# Starter oil painting set.



## Wildcard (Nov 22, 2017)

Hello,

I'm making this enquiry on behalf of my wife. She is a competent artist usually using pencils and the such. However, she has always wanted to paint with oils.
Now the children have grown up and moved out we find ourselves with a spare room and time. So, with that in mind I am looking at making the spare room a studio for her and as a surprise I want to get her
A complete kit for her to start with.

I personally have never been able to draw let alone paint and rather than trust a word of a shop assistant I thought id ask here.

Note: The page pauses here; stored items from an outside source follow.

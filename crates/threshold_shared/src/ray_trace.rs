use glam::{Quat, Vec3};
use tracing::{debug, warn};

use crate::physics::{ColliderClass, ColliderId, LayerMask, PhysicsQuery, QueryFilter, Ray};
use crate::portal::{PortalId, PortalNetwork};
use crate::teleport::Pose;

const MIN_MOVE_DISTANCE: f32 = 1.0e-6;
const MAX_TRACE_STEPS: usize = 16;

#[derive(Debug, Clone, Copy)]
pub struct TraceOptions {
    pub detect_teleport: bool,
    pub detect_solids: bool,
    pub mask: LayerMask,
}

impl Default for TraceOptions {
    fn default() -> Self {
        Self {
            detect_teleport: true,
            detect_solids: true,
            mask: LayerMask::all(),
        }
    }
}

#[derive(Debug, Clone, Copy, PartialEq)]
pub struct TraceResult {
    pub pose: Pose,
    /// Travel direction at the end of the trace, after any teleports.
    pub direction: Vec3,
    /// Composition of every teleport rotation applied during the trace.
    /// Callers reapply it to cameras and held objects.
    pub rotation_delta: Quat,
    pub travelled: f32,
    pub teleports: u32,
    pub blocked: bool,
    /// The step cap ran out before the full distance was covered.
    pub truncated: bool,
}

impl TraceResult {
    fn unmoved(pose: Pose, direction: Vec3) -> Self {
        Self {
            pose,
            direction,
            rotation_delta: Quat::IDENTITY,
            travelled: 0.0,
            teleports: 0,
            blocked: false,
            truncated: false,
        }
    }
}

struct RayTraceState {
    position: Vec3,
    rotation: Quat,
    direction: Vec3,
    remaining: f32,
    accumulated_rotation: Quat,
}

/// Moves a pose along a straight line, stopping at solids and passing
/// through portal triggers.
pub struct RayTraceMover<'a, P: PhysicsQuery> {
    physics: &'a P,
    portals: &'a PortalNetwork,
}

impl<'a, P: PhysicsQuery> RayTraceMover<'a, P> {
    pub fn new(physics: &'a P, portals: &'a PortalNetwork) -> Self {
        Self { physics, portals }
    }

    /// Moves `distance` along the pose's forward direction.
    pub fn advance(&self, pose: Pose, distance: f32, options: TraceOptions) -> TraceResult {
        let forward = pose.forward();
        if distance < 0.0 {
            return self.trace(pose, -forward, -distance, options);
        }
        self.trace(pose, forward, distance, options)
    }

    /// Moves by `movement` without changing where the pose is looking, other
    /// than the corrections applied by teleports.
    pub fn advance_along(&self, pose: Pose, movement: Vec3, options: TraceOptions) -> TraceResult {
        let distance = movement.length();
        if distance < MIN_MOVE_DISTANCE || !distance.is_finite() {
            return TraceResult::unmoved(pose, Vec3::ZERO);
        }
        self.trace(pose, movement / distance, distance, options)
    }

    fn trace(&self, pose: Pose, direction: Vec3, distance: f32, options: TraceOptions) -> TraceResult {
        if distance < MIN_MOVE_DISTANCE || !distance.is_finite() {
            return TraceResult::unmoved(pose, direction);
        }

        let mut mask = options.mask;
        if !options.detect_teleport {
            mask.remove(LayerMask::PORTAL_TRIGGER);
        }
        let mut ignored: Vec<ColliderId> = Vec::new();
        let mut state = RayTraceState {
            position: pose.position,
            rotation: pose.rotation,
            direction,
            remaining: distance,
            accumulated_rotation: Quat::IDENTITY,
        };
        let mut travelled = 0.0;
        let mut teleports = 0;
        let mut blocked = false;

        for _ in 0..MAX_TRACE_STEPS {
            if state.remaining < MIN_MOVE_DISTANCE {
                break;
            }

            let ray = Ray {
                origin: state.position,
                direction: state.direction,
            };
            let filter = QueryFilter {
                mask,
                exclude: &ignored,
            };
            let Some(hit) = self.physics.cast(&ray, state.remaining, &filter) else {
                state.position = ray.at(state.remaining);
                travelled += state.remaining;
                state.remaining = 0.0;
                break;
            };

            match hit.class {
                ColliderClass::Solid if options.detect_solids => {
                    state.position = ray.at(hit.distance);
                    travelled += hit.distance;
                    state.remaining = 0.0;
                    blocked = true;
                    break;
                }
                ColliderClass::TeleportTrigger(portal) if options.detect_teleport => {
                    if !self.enters_front(portal, state.direction) {
                        ignored.push(hit.collider);
                        continue;
                    }
                    let teleport = match self.portals.teleport_from(portal) {
                        Ok(teleport) => teleport,
                        Err(err) => {
                            debug!("passing through inactive portal trigger: {err}");
                            ignored.push(hit.collider);
                            continue;
                        }
                    };
                    state.position = teleport.point(ray.at(hit.distance));
                    state.remaining -= hit.distance;
                    travelled += hit.distance;
                    state.direction = teleport.direction(state.direction).normalize_or_zero();
                    state.rotation = teleport.rotation(state.rotation);
                    state.accumulated_rotation =
                        (teleport.rotation_delta() * state.accumulated_rotation).normalize();
                    // The exit face sits exactly at the new origin.
                    mask.remove(hit.layer);
                    ignored.clear();
                    teleports += 1;
                }
                _ => ignored.push(hit.collider),
            }
        }

        let truncated = !blocked && state.remaining >= MIN_MOVE_DISTANCE;
        if truncated {
            warn!(
                "ray trace hit the {MAX_TRACE_STEPS} step cap with {:.3} left to move",
                state.remaining
            );
        }

        TraceResult {
            pose: Pose::new(state.position, state.rotation),
            direction: state.direction,
            rotation_delta: state.accumulated_rotation,
            travelled,
            teleports,
            blocked,
            truncated,
        }
    }

    /// Portals only capture motion into their front face. Anything leaving
    /// through the face, or arriving from behind, passes through.
    fn enters_front(&self, portal: PortalId, direction: Vec3) -> bool {
        self.portals
            .get(portal)
            .is_some_and(|endpoint| direction.dot(endpoint.transform.normal()) < 0.0)
    }
}
use std::f32::consts::PI;
use std::fmt;

use glam::{Quat, Vec3};

const SCALE_EPSILON: f32 = 1.0e-4;

/// Position and orientation of a rigid body or camera.
#[derive(Debug, Clone, Copy, PartialEq)]
pub struct Pose {
    pub position: Vec3,
    pub rotation: Quat,
}

impl Pose {
    pub fn new(position: Vec3, rotation: Quat) -> Self {
        Self { position, rotation }
    }

    /// Looking down local -Z, matching glam's right-handed view convention.
    pub fn forward(&self) -> Vec3 {
        self.rotation * Vec3::NEG_Z
    }

    pub fn up(&self) -> Vec3 {
        self.rotation * Vec3::Y
    }
}

/// World transform of a portal face. The face's front normal is local +Z.
#[derive(Debug, Clone, Copy, PartialEq)]
pub struct PortalTransform {
    pub position: Vec3,
    pub rotation: Quat,
    pub scale: Vec3,
}

impl PortalTransform {
    pub fn new(position: Vec3, rotation: Quat) -> Self {
        Self {
            position,
            rotation,
            scale: Vec3::ONE,
        }
    }

    pub fn normal(&self) -> Vec3 {
        self.rotation * Vec3::Z
    }

    pub fn up(&self) -> Vec3 {
        self.rotation * Vec3::Y
    }

    pub fn right(&self) -> Vec3 {
        self.rotation * Vec3::X
    }

    /// Signed distance of `point` from the face plane, positive in front.
    pub fn signed_distance(&self, point: Vec3) -> f32 {
        (point - self.position).dot(self.normal())
    }

    fn check_scale(&self) -> Result<(), TeleportError> {
        let scale = self.scale;
        if !scale.is_finite() || scale.min_element() <= SCALE_EPSILON {
            return Err(TeleportError::DegenerateScale(scale));
        }
        if (scale.x - scale.y).abs() > SCALE_EPSILON || (scale.x - scale.z).abs() > SCALE_EPSILON {
            return Err(TeleportError::NonUniformScale(scale));
        }
        Ok(())
    }
}

#[derive(Debug, Clone, Copy, PartialEq)]
pub enum TeleportError {
    DegenerateScale(Vec3),
    NonUniformScale(Vec3),
}

impl fmt::Display for TeleportError {
    fn fmt(&self, f: &mut fmt::Formatter<'_>) -> fmt::Result {
        match self {
            Self::DegenerateScale(scale) => {
                write!(f, "portal transform has zero or negative scale {scale}")
            }
            Self::NonUniformScale(scale) => {
                write!(f, "portal transform has non-uniform scale {scale}")
            }
        }
    }
}

impl std::error::Error for TeleportError {}

/// Rigid transform taking anything in front of the source face to the
/// matching place in front of the target face. The target is turned half a
/// revolution about its up axis so that walking into the source means
/// walking out of the target.
#[derive(Debug, Clone, Copy, PartialEq)]
pub struct TeleportTransform {
    source_position: Vec3,
    target_position: Vec3,
    rotation_delta: Quat,
}

impl TeleportTransform {
    pub fn between(
        source: &PortalTransform,
        target: &PortalTransform,
    ) -> Result<Self, TeleportError> {
        source.check_scale()?;
        target.check_scale()?;

        let flipped_target = target.rotation * Quat::from_rotation_y(PI);
        let rotation_delta = (flipped_target * source.rotation.inverse()).normalize();
        Ok(Self {
            source_position: source.position,
            target_position: target.position,
            rotation_delta,
        })
    }

    pub fn rotation_delta(&self) -> Quat {
        self.rotation_delta
    }

    pub fn inverse(&self) -> Self {
        Self {
            source_position: self.target_position,
            target_position: self.source_position,
            rotation_delta: self.rotation_delta.inverse(),
        }
    }

    pub fn point(&self, point: Vec3) -> Vec3 {
        self.target_position + self.rotation_delta * (point - self.source_position)
    }

    pub fn direction(&self, direction: Vec3) -> Vec3 {
        self.rotation_delta * direction
    }

    pub fn rotation(&self, rotation: Quat) -> Quat {
        (self.rotation_delta * rotation).normalize()
    }

    pub fn pose(&self, pose: &Pose) -> Pose {
        Pose {
            position: self.point(pose.position),
            rotation: self.rotation(pose.rotation),
        }
    }
}

#[cfg(test)]
mod tests {
    use std::f32::consts::{FRAC_PI_2, PI};

    use glam::{Quat, Vec3};

    use super::{Pose, PortalTransform, TeleportError, TeleportTransform};

    fn portal_pair() -> (PortalTransform, PortalTransform) {
        let a = PortalTransform::new(Vec3::new(1.0, 2.0, 3.0), Quat::from_rotation_y(0.3));
        let b = PortalTransform::new(
            Vec3::new(-40.0, 7.5, 12.0),
            Quat::from_euler(glam::EulerRot::YXZ, 2.1, 0.2, -0.1),
        );
        (a, b)
    }

    #[test]
    fn walking_into_source_walks_out_of_target() {
        let a = PortalTransform::new(Vec3::ZERO, Quat::IDENTITY);
        let b = PortalTransform::new(Vec3::new(10.0, 0.0, 0.0), Quat::from_rotation_y(FRAC_PI_2));
        let teleport = TeleportTransform::between(&a, &b).expect("valid portals");

        let into_a = -a.normal();
        let out_of_b = teleport.direction(into_a);
        assert!(out_of_b.abs_diff_eq(b.normal(), 1e-5), "{out_of_b}");

        let in_front_of_a = a.position + a.normal() * 2.0;
        let mapped = teleport.point(in_front_of_a);
        assert!(b.signed_distance(mapped) < 0.0);
        assert!((b.signed_distance(mapped) + 2.0).abs() < 1e-5);
    }

    #[test]
    fn round_trip_through_partner_is_identity() {
        let (a, b) = portal_pair();
        let there = TeleportTransform::between(&a, &b).expect("a->b");
        let back = TeleportTransform::between(&b, &a).expect("b->a");

        for point in [
            Vec3::ZERO,
            Vec3::new(5.0, -3.0, 8.0),
            Vec3::new(-100.0, 40.0, 0.5),
        ] {
            let round_trip = back.point(there.point(point));
            assert!(round_trip.abs_diff_eq(point, 1e-3), "{point} -> {round_trip}");
        }

        let pose = Pose::new(Vec3::new(2.0, 1.0, -4.0), Quat::from_rotation_x(0.4));
        let round_trip = back.pose(&there.pose(&pose));
        assert!(round_trip.rotation.abs_diff_eq(pose.rotation, 1e-5)
            || round_trip.rotation.abs_diff_eq(-pose.rotation, 1e-5));
    }

    #[test]
    fn inverse_matches_reverse_direction() {
        let (a, b) = portal_pair();
        let there = TeleportTransform::between(&a, &b).expect("a->b");
        let back = TeleportTransform::between(&b, &a).expect("b->a");
        let inverse = there.inverse();
        let point = Vec3::new(3.0, 3.0, 3.0);
        assert!(inverse.point(point).abs_diff_eq(back.point(point), 1e-4));
    }

    #[test]
    fn composed_rotation_matches_formula() {
        let (a, b) = portal_pair();
        let teleport = TeleportTransform::between(&a, &b).expect("a->b");
        let expected = b.rotation * Quat::from_rotation_y(PI) * a.rotation.inverse();
        let delta = teleport.rotation_delta();
        assert!(delta.abs_diff_eq(expected, 1e-5) || delta.abs_diff_eq(-expected, 1e-5));
        assert!(teleport.point(a.position).abs_diff_eq(b.position, 1e-5));
    }

    #[test]
    fn bad_scale_fails_fast() {
        let (mut a, b) = portal_pair();
        a.scale = Vec3::new(1.0, 2.0, 1.0);
        assert!(matches!(
            TeleportTransform::between(&a, &b),
            Err(TeleportError::NonUniformScale(_))
        ));

        a.scale = Vec3::ZERO;
        assert!(matches!(
            TeleportTransform::between(&b, &a),
            Err(TeleportError::DegenerateScale(_))
        ));

        a.scale = Vec3::splat(2.0);
        assert!(TeleportTransform::between(&a, &b).is_ok());
    }
}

Hope this is ok and any suggestions would be appreciated.

Thank you.

Dave


----------



## john weik (Nov 25, 2017)

Just starting out? Use only the best art materials and paints when you do. Oil paints are a classic medium, popular for centuries. Some artists may be intimidated to take up this luminous paint, so we've put together sets to help get started or to continue the journey into oils. These lavish oil painting sets encompass everything from basics for beginners to the ultimate complete oil painting studio and everything in between! No matter your skill level or experience, you are sure to find the perfect art painting set to get you started or expand your knowledge in oil paints right here. Many oil painting kits also include mediums, brushes, and even canvas or easels

Look Some old paintings which are related to oil paintings Famous paintings


----------



## M Winther (May 14, 2016)

Today, cheaper brands of oil paint are fine. Their pigments are good, unlike in earlier times when they weren't always lightfast. I recommend Liquin as medium. Always mix paints with medium. Always use non-odour solvent. Do not buy cadmium paints. They are very poisonous to the environment. They are also superfluous. There are others, such as the pyrroles. Paint so that the paint strokes are visible. Don't be finicky. Paint boldly. Use decent size canvases. Cotton is fine. Flat hog brushes are the best, but nylon, etc., could be useful. The bristles should leave marks in the paint layer.


----------



## DefosseArt (Dec 20, 2017)

make sure in the studio is "bleached" linseed oil" i think that's as important as the paint itself..;-)


----------



## dickhutchings (Oct 6, 2015)

Why bleached linseed? I use walnut oil.


----------



## M Winther (May 14, 2016)

Some say that bleached linseed oil, after it has been applied, will become as yellow as boiled linseed oil with time, although it might take many years. I don't know if it's correct. These oil mediums are kind of old school, causing diverse problems, such as yellowing, slow drying time, etc. I prefer alkyd medium, such as Liquin. The paint layer becomes somewhat more flexible, reducing the risk for craquelure. It yellows less and dries faster. Alkyd mediums come in different formulas, such as pastose and flowing formulas. They can be thinned with regular solvent. Of course, one can also mix them with oil medium.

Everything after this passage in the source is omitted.